> [EXERCISE OBJECTIVE]
If a line of the records contains the word "must", list it.
-- INPUT DATA follows --
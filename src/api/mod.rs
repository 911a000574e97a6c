//! # HTTP API
//!
//! Thin axum boundary over [`LedgerService`]. Request bodies are validated
//! here (wallet id, amount format, operation type) so the ledger only ever
//! sees well-formed input.
//!
//! | Method | Path                    | Description                      |
//! |--------|-------------------------|----------------------------------|
//! | GET    | `/health`               | Liveness probe                   |
//! | POST   | `/api/v1/wallet`        | Deposit to or withdraw from      |
//! | GET    | `/api/v1/wallets/:id`   | Current balance of a wallet      |

use std::net::SocketAddr;
use std::sync::Arc;
use std::time::Duration;

use anyhow::{Context, Result};
use axum::{
    Json, Router, ServiceExt,
    extract::{Path, Request, State, rejection::JsonRejection},
    http::{
        HeaderName, Method, StatusCode,
        header::{ACCEPT, AUTHORIZATION, CONTENT_TYPE, LINK},
    },
    response::{IntoResponse, Response},
    routing::{get, post},
};
use serde::{Deserialize, Serialize};
use tower::Layer;
use tower_http::cors::{Any, CorsLayer};
use tower_http::normalize_path::{NormalizePath, NormalizePathLayer};
use tower_http::timeout::TimeoutLayer;
use tower_http::trace::TraceLayer;

use crate::application::{LedgerError, LedgerService, OpContext};
use crate::domain::{WalletId, format_cents, parse_cents, parse_wallet_id};
use crate::storage::WalletStore;

/// Slack added on top of the ledger's operation timeout to get the request
/// timeout. A stuck ledger call must fail with its own error before the
/// transport gives up on the request.
const REQUEST_TIMEOUT_MARGIN: Duration = Duration::from_secs(5);

const AMOUNT_FORMAT_HINT: &str = "amount must be in format 0.00 (e.g., 100.00)";

/// Shared state available to all request handlers.
pub struct AppState<S> {
    pub ledger: Arc<LedgerService<S>>,
}

impl<S> AppState<S> {
    pub fn new(ledger: LedgerService<S>) -> Self {
        Self {
            ledger: Arc::new(ledger),
        }
    }
}

impl<S> Clone for AppState<S> {
    fn clone(&self) -> Self {
        Self {
            ledger: Arc::clone(&self.ledger),
        }
    }
}

// ---------------------------------------------------------------------------
// Wire types
// ---------------------------------------------------------------------------

/// Body of `POST /api/v1/wallet`. Fields stay textual so each one can be
/// rejected with its own message.
#[derive(Debug, Serialize, Deserialize)]
#[serde(rename_all = "camelCase")]
pub struct UpdateWalletRequest {
    pub wallet_id: String,
    pub operation_type: String,
    pub amount: String,
}

/// Response payload for `GET /api/v1/wallets/:id`.
#[derive(Debug, Serialize, Deserialize)]
pub struct WalletResponse {
    pub id: WalletId,
    /// Decimal string with two fractional digits, e.g. `"25.00"`.
    pub balance: String,
}

#[derive(Debug, Serialize, Deserialize)]
pub struct MessageResponse {
    pub message: String,
}

/// Generic error body returned on failure.
#[derive(Debug, Serialize, Deserialize)]
pub struct ErrorResponse {
    pub error: String,
}

#[derive(Debug, Clone, Copy, PartialEq, Eq)]
enum Operation {
    Deposit,
    Withdraw,
}

impl Operation {
    fn parse(s: &str) -> Option<Self> {
        match s.to_lowercase().as_str() {
            "deposit" => Some(Operation::Deposit),
            "withdraw" => Some(Operation::Withdraw),
            _ => None,
        }
    }
}

// ---------------------------------------------------------------------------
// Errors
// ---------------------------------------------------------------------------

/// An error response: status plus a short client-facing message.
#[derive(Debug)]
pub struct ApiError {
    status: StatusCode,
    message: String,
}

impl ApiError {
    fn bad_request(message: impl Into<String>) -> Self {
        Self {
            status: StatusCode::BAD_REQUEST,
            message: message.into(),
        }
    }
}

impl From<LedgerError> for ApiError {
    fn from(err: LedgerError) -> Self {
        if err.is_client_error() {
            tracing::debug!(error = %err, "ledger operation rejected");
        } else {
            tracing::error!(error = %err, "ledger operation failed");
        }

        let (status, message) = match &err {
            LedgerError::WalletNotFound(_) => (StatusCode::NOT_FOUND, "wallet not found".into()),
            LedgerError::AlreadyExists(_) => (StatusCode::CONFLICT, "wallet already exists".into()),
            LedgerError::InsufficientFunds { .. } => {
                (StatusCode::BAD_REQUEST, "not enough funds".into())
            }
            LedgerError::InvalidAmount(msg) => (StatusCode::BAD_REQUEST, msg.clone()),
            LedgerError::InvalidIdentifier(id) => {
                (StatusCode::BAD_REQUEST, format!("wrong uuid: {}", id))
            }
            LedgerError::StorageUnavailable(_) => {
                (StatusCode::INTERNAL_SERVER_ERROR, "internal error".into())
            }
        };
        Self { status, message }
    }
}

impl IntoResponse for ApiError {
    fn into_response(self) -> Response {
        (
            self.status,
            Json(ErrorResponse {
                error: self.message,
            }),
        )
            .into_response()
    }
}

// ---------------------------------------------------------------------------
// Router Construction
// ---------------------------------------------------------------------------

/// Builds the axum [`Router`] with all API routes, CORS, timeouts and tracing.
///
/// The request timeout is derived from the ledger's operation timeout, so a
/// request waiting on a wallet lock ends as a ledger error (500) rather than
/// a transport timeout.
pub fn create_router<S: WalletStore + 'static>(state: AppState<S>) -> Router {
    let timeout = request_timeout(&state);

    let cors = CorsLayer::new()
        .allow_origin(Any)
        .allow_methods([
            Method::GET,
            Method::POST,
            Method::PUT,
            Method::DELETE,
            Method::OPTIONS,
        ])
        .allow_headers([
            ACCEPT,
            AUTHORIZATION,
            CONTENT_TYPE,
            HeaderName::from_static("x-csrf-token"),
        ])
        .expose_headers([LINK])
        .max_age(Duration::from_secs(300));

    Router::new()
        .route("/health", get(health_handler))
        .route("/api/v1/wallet", post(update_wallet_handler::<S>))
        .route("/api/v1/wallets/:id", get(wallet_handler::<S>))
        .layer(cors)
        .layer(TimeoutLayer::new(timeout))
        .layer(TraceLayer::new_for_http())
        .with_state(state)
}

fn request_timeout<S: WalletStore>(state: &AppState<S>) -> Duration {
    state.ledger.config().op_timeout + REQUEST_TIMEOUT_MARGIN
}

/// The router wrapped so that `/path/` and `/path` route identically.
pub fn app<S: WalletStore + 'static>(state: AppState<S>) -> NormalizePath<Router> {
    NormalizePathLayer::trim_trailing_slash().layer(create_router(state))
}

/// Serve the API on `0.0.0.0:port` until Ctrl-C.
pub async fn serve<S: WalletStore + 'static>(state: AppState<S>, port: u16) -> Result<()> {
    let addr = SocketAddr::from(([0, 0, 0, 0], port));
    let listener = tokio::net::TcpListener::bind(addr)
        .await
        .with_context(|| format!("failed to bind {}", addr))?;

    tracing::info!(%addr, "server started");

    axum::serve(listener, ServiceExt::<Request>::into_make_service(app(state)))
        .with_graceful_shutdown(shutdown_signal())
        .await
        .context("HTTP server failed")?;

    tracing::info!("server stopped");
    Ok(())
}

async fn shutdown_signal() {
    if let Err(err) = tokio::signal::ctrl_c().await {
        tracing::error!(error = %err, "failed to listen for shutdown signal");
        std::future::pending::<()>().await;
    }
    tracing::info!("shutdown signal received");
}

// ---------------------------------------------------------------------------
// Handlers
// ---------------------------------------------------------------------------

/// `GET /health`
async fn health_handler() -> impl IntoResponse {
    (StatusCode::OK, Json(serde_json::json!({ "status": "ok" })))
}

/// `POST /api/v1/wallet` — deposit (creating the wallet on first deposit)
/// or withdraw.
async fn update_wallet_handler<S: WalletStore + 'static>(
    State(state): State<AppState<S>>,
    payload: Result<Json<UpdateWalletRequest>, JsonRejection>,
) -> Result<Json<MessageResponse>, ApiError> {
    let Json(req) = payload.map_err(|_| ApiError::bad_request("bad request"))?;

    let wallet_id = parse_wallet_id(&req.wallet_id)
        .ok_or_else(|| LedgerError::InvalidIdentifier(req.wallet_id.clone()))?;
    let amount = parse_cents(&req.amount).map_err(|_| ApiError::bad_request(AMOUNT_FORMAT_HINT))?;
    let operation = Operation::parse(&req.operation_type)
        .ok_or_else(|| ApiError::bad_request("wrong operation type"))?;

    let ctx = OpContext::background();
    match operation {
        Operation::Deposit => {
            state
                .ledger
                .deposit_or_create(&ctx, wallet_id, amount)
                .await?;
        }
        Operation::Withdraw => {
            state.ledger.withdraw(&ctx, wallet_id, amount).await?;
        }
    }

    Ok(Json(MessageResponse {
        message: "balance updated".to_string(),
    }))
}

/// `GET /api/v1/wallets/:id`
async fn wallet_handler<S: WalletStore + 'static>(
    State(state): State<AppState<S>>,
    Path(id): Path<String>,
) -> Result<Json<WalletResponse>, ApiError> {
    let wallet_id = parse_wallet_id(&id).ok_or(LedgerError::InvalidIdentifier(id))?;

    let wallet = state
        .ledger
        .get_wallet(&OpContext::background(), wallet_id)
        .await?;

    Ok(Json(WalletResponse {
        id: wallet.id,
        balance: format_cents(wallet.balance),
    }))
}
-- INPUT DATA concluded --
> [EXERCISE OUTPUT]
/// timeout. A stuck ledger call must fail with its own error before the
const AMOUNT_FORMAT_HINT: &str = "amount must be in format 0.00 (e.g., 100.00)";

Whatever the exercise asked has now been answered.